MadalenaGrandfatherhood oblige. E tu não perdes pela demora. Aproveito para te enviar um grande beijinho pelo casamento do teu filho. E um grande abraço para ele. E para o pai, também, claro. Ando há dias para te congratular mas depois a coisa passa-se e eu vou fazendo figura de malcriado. :))
beijinhos e perabéns.

 
At 3:28 da tarde, Blogger Carlota disse...

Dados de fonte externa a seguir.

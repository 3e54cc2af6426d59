use crate::error::Result;
use crate::pipeline::event::EventMsg;
use crate::pipeline::{PipelineReceiver, PipelineSender};
use tokio::io::{AsyncBufRead, AsyncBufReadExt, AsyncWrite, AsyncWriteExt};
use tracing::warn;

/// Decode newline-delimited JSON events from `reader` and feed them to `sender`.
///
/// Blank lines are ignored, undecodable lines (bad JSON, bad UTF-8) are logged and
/// skipped. Stops at end of input or when the pipeline stops accepting events.
/// Returns the number of events forwarded; only read failures are errors.
pub async fn read_events<R>(mut reader: R, sender: &PipelineSender) -> Result<usize>
where
    R: AsyncBufRead + Unpin,
{
    let mut buf = Vec::new();
    let mut line_no = 0usize;
    let mut forwarded = 0usize;

    loop {
        buf.clear();
        if reader.read_until(b'\n', &mut buf).await? == 0 {
            break;
        }
        line_no += 1;

        if buf.iter().all(u8::is_ascii_whitespace) {
            continue;
        }

        let event = match serde_json::from_slice::<EventMsg>(&buf) {
            Ok(event) => event,
            Err(e) => {
                warn!("Skipping malformed event on line {}: {}", line_no, e);
                continue;
            }
        };

        if sender.send(event).await.is_err() {
            warn!("Pipeline closed, stopped reading at line {}", line_no);
            break;
        }
        forwarded += 1;
    }

    Ok(forwarded)
}

/// Encode every event from `receiver` as one JSON line on `writer`.
pub async fn write_events<W>(mut receiver: PipelineReceiver, mut writer: W) -> Result<()>
where
    W: AsyncWrite + Unpin,
{
    while let Some(event) = receiver.recv().await {
        let mut line = serde_json::to_vec(&event)?;
        line.push(b'\n');
        writer.write_all(&line).await?;
    }
    writer.flush().await?;
    Ok(())
}

#[cfg(test)]
mod tests {
    use super::*;
    use crate::pipeline::create_pipeline_channel;
    use crate::pipeline::event::Value;

    #[tokio::test]
    async fn test_read_skips_bad_lines() {
        let mut input = Vec::new();
        input.extend_from_slice(b"{\"name\":\"a\",\"values\":{\"n\":1}}\n");
        input.extend_from_slice(b"\n   \n");
        input.extend_from_slice(b"\xff\xfe bad\n");
        input.extend_from_slice(b"{\"name\":\"b\"}\n");
        input.extend_from_slice(b"not json\n");
        input.extend_from_slice(b"{\"name\":\"c\"}");

        let (tx, mut rx) = create_pipeline_channel(10);
        let forwarded = read_events(input.as_slice(), &tx).await.unwrap();
        drop(tx);

        assert_eq!(forwarded, 3);
        let first = rx.recv().await.unwrap();
        assert_eq!(first.name, "a");
        assert_eq!(first.values["n"], Value::Int(1));
        assert_eq!(rx.recv().await.unwrap().name, "b");
        assert_eq!(rx.recv().await.unwrap().name, "c");
        assert!(rx.recv().await.is_none());
    }

    #[tokio::test]
    async fn test_read_stops_when_pipeline_closed() {
        let input = b"{\"name\":\"a\"}\n{\"name\":\"b\"}\n";
        let (tx, rx) = create_pipeline_channel(10);
        drop(rx);

        let forwarded = read_events(&input[..], &tx).await.unwrap();
        assert_eq!(forwarded, 0);
    }

    #[tokio::test]
    async fn test_write_one_line_per_event() {
        let (tx, rx) = create_pipeline_channel(10);
        tx.send(EventMsg::new("a", 1).with_value("id", "-1")).await.unwrap();
        tx.send(EventMsg::new("b", 2).with_tag("host", "r1")).await.unwrap();
        drop(tx);

        let mut out = Vec::new();
        write_events(rx, &mut out).await.unwrap();

        let text = String::from_utf8(out).unwrap();
        let lines: Vec<&str> = text.lines().collect();
        assert_eq!(lines.len(), 2);
        let first: EventMsg = serde_json::from_str(lines[0]).unwrap();
        assert_eq!(first.values["id"], Value::from("-1"));
        let second: EventMsg = serde_json::from_str(lines[1]).unwrap();
        assert_eq!(second.tags["host"], "r1");
    }
}
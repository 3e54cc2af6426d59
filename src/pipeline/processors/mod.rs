pub mod coerce;
pub mod convert;
pub mod delete;
pub mod pattern;
pub mod trace;

use crate::error::{AppError, Result};
use crate::pipeline::event::EventMsg;
use serde::de::DeserializeOwned;
use serde_json::Value as JsonValue;

pub use pattern::PatternSet;
pub use trace::{DiscardSink, TraceSink, TracingSink};

/// Trait for event processors
///
/// `init` is called exactly once before any `apply`. After a successful `init`
/// the processor is read-only, so one instance can be shared by several workers.
pub trait EventProcessor: Send + Sync {
    /// Decode the option record and compile everything `apply` needs.
    fn init(&mut self, options: &JsonValue) -> Result<()>;

    /// Transform the event in place. A missing event is left alone.
    fn apply(&self, event: Option<&mut EventMsg>);
}

/// Decode a processor option record. Unknown fields are ignored.
pub(crate) fn decode_options<T: DeserializeOwned>(kind: &str, options: &JsonValue) -> Result<T> {
    let options = if options.is_null() {
        JsonValue::Object(Default::default())
    } else {
        options.clone()
    };
    serde_json::from_value(options)
        .map_err(|e| AppError::Config(format!("Failed to parse {} configuration: {}", kind, e)))
}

Loool! Mas tens a certeza que o que ouviste foi mesmo limpaste? É que esse nível geralmente é acompanhado do limpastes...
Eu compreendo perfeitamente o que queres dizer e estou 100% de acordo contigo.
Cá em casa, não se usam palavrões. Nem linguagem rasca. Até já bani a expressão "o gajo" ao meu marido quando percebi que o Migas a repetia. E claro que expliquei ao Migas que não deve dizer "o gajo", que é feio. Deve antes, no limite e se tiver mesmo de ser, usar "o tipo".
Os palavrões, o Migas conhece-os. Não adianta escondê-los. Já lhe expliquei o que querem dizer, mas disse-lhe que só as crianças mal-educadas é que os dizem e que eu não lhe admito que os utilize.
Quando vou a Portugal, noto que pessoas que até deveriam ter um certo nível, não têm a noção da linguagem que utilizam quando estão crianças ao pé. Sobretudo quando o assunto é futebol ou quando se trata de um incidente no trânsito. Sendo assim, não admira que os miúdos sejam malcriados.

 
At 7:52 da manhã, Blogger Nelson Reprezas disse...

Carlota

És capaz de ter razão. Deve ter sido limpastes, com certeza. Eu é que já estava tão entupido (umas horas a ouvir pérolas não é pera doce...) que já nem reagia :)
Repito, mais do que as palavrões (e o citado nem sequer é palavrão) chocou-me a baixaria de nível no diálogo de pais para filhos.